YOUR OBJECTIVE: Every line below should be repeated exactly as written.

Collected data entries:
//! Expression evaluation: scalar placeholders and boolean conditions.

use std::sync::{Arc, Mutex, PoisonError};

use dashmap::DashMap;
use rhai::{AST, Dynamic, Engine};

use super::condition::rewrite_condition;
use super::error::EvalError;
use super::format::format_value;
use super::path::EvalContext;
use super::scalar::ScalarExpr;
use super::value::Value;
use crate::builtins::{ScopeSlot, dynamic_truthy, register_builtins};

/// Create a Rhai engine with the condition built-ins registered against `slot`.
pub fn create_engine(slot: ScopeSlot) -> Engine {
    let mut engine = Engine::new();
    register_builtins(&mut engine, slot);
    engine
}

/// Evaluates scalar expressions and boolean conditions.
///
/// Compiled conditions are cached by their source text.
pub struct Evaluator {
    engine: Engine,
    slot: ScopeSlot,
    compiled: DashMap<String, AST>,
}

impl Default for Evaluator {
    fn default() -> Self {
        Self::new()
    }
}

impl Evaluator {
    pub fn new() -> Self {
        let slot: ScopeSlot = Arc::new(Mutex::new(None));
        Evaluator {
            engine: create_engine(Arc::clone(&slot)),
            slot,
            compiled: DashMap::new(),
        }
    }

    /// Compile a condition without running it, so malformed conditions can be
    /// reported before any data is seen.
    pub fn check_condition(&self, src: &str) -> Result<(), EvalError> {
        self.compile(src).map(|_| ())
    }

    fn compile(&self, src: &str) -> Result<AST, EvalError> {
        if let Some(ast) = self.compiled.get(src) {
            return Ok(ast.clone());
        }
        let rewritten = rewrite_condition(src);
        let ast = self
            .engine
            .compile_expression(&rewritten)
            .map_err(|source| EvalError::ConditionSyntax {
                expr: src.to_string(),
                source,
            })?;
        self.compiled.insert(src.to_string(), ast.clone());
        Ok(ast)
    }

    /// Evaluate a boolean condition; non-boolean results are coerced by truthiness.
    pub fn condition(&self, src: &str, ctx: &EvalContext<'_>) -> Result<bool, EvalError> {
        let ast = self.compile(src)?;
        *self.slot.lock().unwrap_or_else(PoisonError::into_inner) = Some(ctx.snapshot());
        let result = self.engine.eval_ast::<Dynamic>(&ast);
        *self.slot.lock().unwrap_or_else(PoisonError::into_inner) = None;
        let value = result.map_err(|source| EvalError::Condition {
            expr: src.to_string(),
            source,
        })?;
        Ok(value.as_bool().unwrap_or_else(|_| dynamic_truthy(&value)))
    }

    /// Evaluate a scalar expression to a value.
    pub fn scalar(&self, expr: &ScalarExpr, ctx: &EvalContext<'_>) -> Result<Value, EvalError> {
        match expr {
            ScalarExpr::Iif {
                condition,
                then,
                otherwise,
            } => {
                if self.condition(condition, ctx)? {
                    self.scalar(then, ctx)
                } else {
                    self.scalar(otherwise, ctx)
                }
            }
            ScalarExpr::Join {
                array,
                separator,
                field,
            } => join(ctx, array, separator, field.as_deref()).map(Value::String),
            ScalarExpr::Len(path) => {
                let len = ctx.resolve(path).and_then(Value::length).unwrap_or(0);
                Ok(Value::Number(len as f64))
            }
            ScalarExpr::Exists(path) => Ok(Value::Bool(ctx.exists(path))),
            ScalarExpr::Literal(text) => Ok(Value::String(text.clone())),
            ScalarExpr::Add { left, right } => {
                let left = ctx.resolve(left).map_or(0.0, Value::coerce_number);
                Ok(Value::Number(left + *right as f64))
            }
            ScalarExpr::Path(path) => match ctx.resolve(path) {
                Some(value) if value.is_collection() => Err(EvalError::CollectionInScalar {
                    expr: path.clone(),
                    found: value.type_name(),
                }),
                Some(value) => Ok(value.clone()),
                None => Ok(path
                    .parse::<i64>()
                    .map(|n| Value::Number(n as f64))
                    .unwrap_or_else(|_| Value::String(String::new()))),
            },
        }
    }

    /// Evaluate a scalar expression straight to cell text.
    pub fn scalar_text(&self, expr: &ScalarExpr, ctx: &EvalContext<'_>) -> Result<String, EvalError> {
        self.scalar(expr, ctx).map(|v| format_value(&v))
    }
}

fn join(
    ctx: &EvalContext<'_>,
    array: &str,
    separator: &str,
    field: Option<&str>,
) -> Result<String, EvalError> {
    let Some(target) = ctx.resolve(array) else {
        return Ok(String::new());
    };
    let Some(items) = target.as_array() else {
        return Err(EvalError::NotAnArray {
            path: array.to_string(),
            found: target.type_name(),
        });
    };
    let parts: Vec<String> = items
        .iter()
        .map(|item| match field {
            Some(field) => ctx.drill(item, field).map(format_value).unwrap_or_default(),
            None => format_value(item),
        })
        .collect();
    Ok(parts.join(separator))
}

OUTPUT FOR THIS TASK:
//! Expression evaluation: scalar placeholders and boolean conditions.

use std::sync::{Arc, Mutex, PoisonError};

use dashmap::DashMap;
use rhai::{AST, Dynamic, Engine};

use super::condition::rewrite_condition;
use super::error::EvalError;
use super::format::format_value;
use super::path::EvalContext;
use super::scalar::ScalarExpr;
use super::value::Value;
use crate::builtins::{ScopeSlot, dynamic_truthy, register_builtins};

/// Create a Rhai engine with the condition built-ins registered against `slot`.
pub fn create_engine(slot: ScopeSlot) -> Engine {
    let mut engine = Engine::new();
    register_builtins(&mut engine, slot);
    engine
}

/// Evaluates scalar expressions and boolean conditions.
///
/// Compiled conditions are cached by their source text.
pub struct Evaluator {
    engine: Engine,
    slot: ScopeSlot,
    compiled: DashMap<String, AST>,
}

impl Default for Evaluator {
    fn default() -> Self {
        Self::new()
    }
}

impl Evaluator {
    pub fn new() -> Self {
        let slot: ScopeSlot = Arc::new(Mutex::new(None));
        Evaluator {
            engine: create_engine(Arc::clone(&slot)),
            slot,
            compiled: DashMap::new(),
        }
    }

    /// Compile a condition without running it, so malformed conditions can be
    /// reported before any data is seen.
    pub fn check_condition(&self, src: &str) -> Result<(), EvalError> {
        self.compile(src).map(|_| ())
    }

    fn compile(&self, src: &str) -> Result<AST, EvalError> {
        if let Some(ast) = self.compiled.get(src) {
            return Ok(ast.clone());
        }
        let rewritten = rewrite_condition(src);
        let ast = self
            .engine
            .compile_expression(&rewritten)
            .map_err(|source| EvalError::ConditionSyntax {
                expr: src.to_string(),
                source,
            })?;
        self.compiled.insert(src.to_string(), ast.clone());
        Ok(ast)
    }

    /// Evaluate a boolean condition; non-boolean results are coerced by truthiness.
    pub fn condition(&self, src: &str, ctx: &EvalContext<'_>) -> Result<bool, EvalError> {
        let ast = self.compile(src)?;
        *self.slot.lock().unwrap_or_else(PoisonError::into_inner) = Some(ctx.snapshot());
        let result = self.engine.eval_ast::<Dynamic>(&ast);
        *self.slot.lock().unwrap_or_else(PoisonError::into_inner) = None;
        let value = result.map_err(|source| EvalError::Condition {
            expr: src.to_string(),
            source,
        })?;
        Ok(value.as_bool().unwrap_or_else(|_| dynamic_truthy(&value)))
    }

    /// Evaluate a scalar expression to a value.
    pub fn scalar(&self, expr: &ScalarExpr, ctx: &EvalContext<'_>) -> Result<Value, EvalError> {
        match expr {
            ScalarExpr::Iif {
                condition,
                then,
                otherwise,
            } => {
                if self.condition(condition, ctx)? {
                    self.scalar(then, ctx)
                } else {
                    self.scalar(otherwise, ctx)
                }
            }
            ScalarExpr::Join {
                array,
                separator,
                field,
            } => join(ctx, array, separator, field.as_deref()).map(Value::String),
            ScalarExpr::Len(path) => {
                let len = ctx.resolve(path).and_then(Value::length).unwrap_or(0);
                Ok(Value::Number(len as f64))
            }
            ScalarExpr::Exists(path) => Ok(Value::Bool(ctx.exists(path))),
            ScalarExpr::Literal(text) => Ok(Value::String(text.clone())),
            ScalarExpr::Add { left, right } => {
                let left = ctx.resolve(left).map_or(0.0, Value::coerce_number);
                Ok(Value::Number(left + *right as f64))
            }
            ScalarExpr::Path(path) => match ctx.resolve(path) {
                Some(value) if value.is_collection() => Err(EvalError::CollectionInScalar {
                    expr: path.clone(),
                    found: value.type_name(),
                }),
                Some(value) => Ok(value.clone()),
                None => Ok(path
                    .parse::<i64>()
                    .map(|n| Value::Number(n as f64))
                    .unwrap_or_else(|_| Value::String(String::new()))),
            },
        }
    }

    /// Evaluate a scalar expression straight to cell text.
    pub fn scalar_text(&self, expr: &ScalarExpr, ctx: &EvalContext<'_>) -> Result<String, EvalError> {
        self.scalar(expr, ctx).map(|v| format_value(&v))
    }
}

fn join(
    ctx: &EvalContext<'_>,
    array: &str,
    separator: &str,
    field: Option<&str>,
) -> Result<String, EvalError> {
    let Some(target) = ctx.resolve(array) else {
        return Ok(String::new());
    };
    let Some(items) = target.as_array() else {
        return Err(EvalError::NotAnArray {
            path: array.to_string(),
            found: target.type_name(),
        });
    };
    let parts: Vec<String> = items
        .iter()
        .map(|item| match field {
            Some(field) => ctx.drill(item, field).map(format_value).unwrap_or_default(),
            None => format_value(item),
        })
        .collect();
    Ok(parts.join(separator))
}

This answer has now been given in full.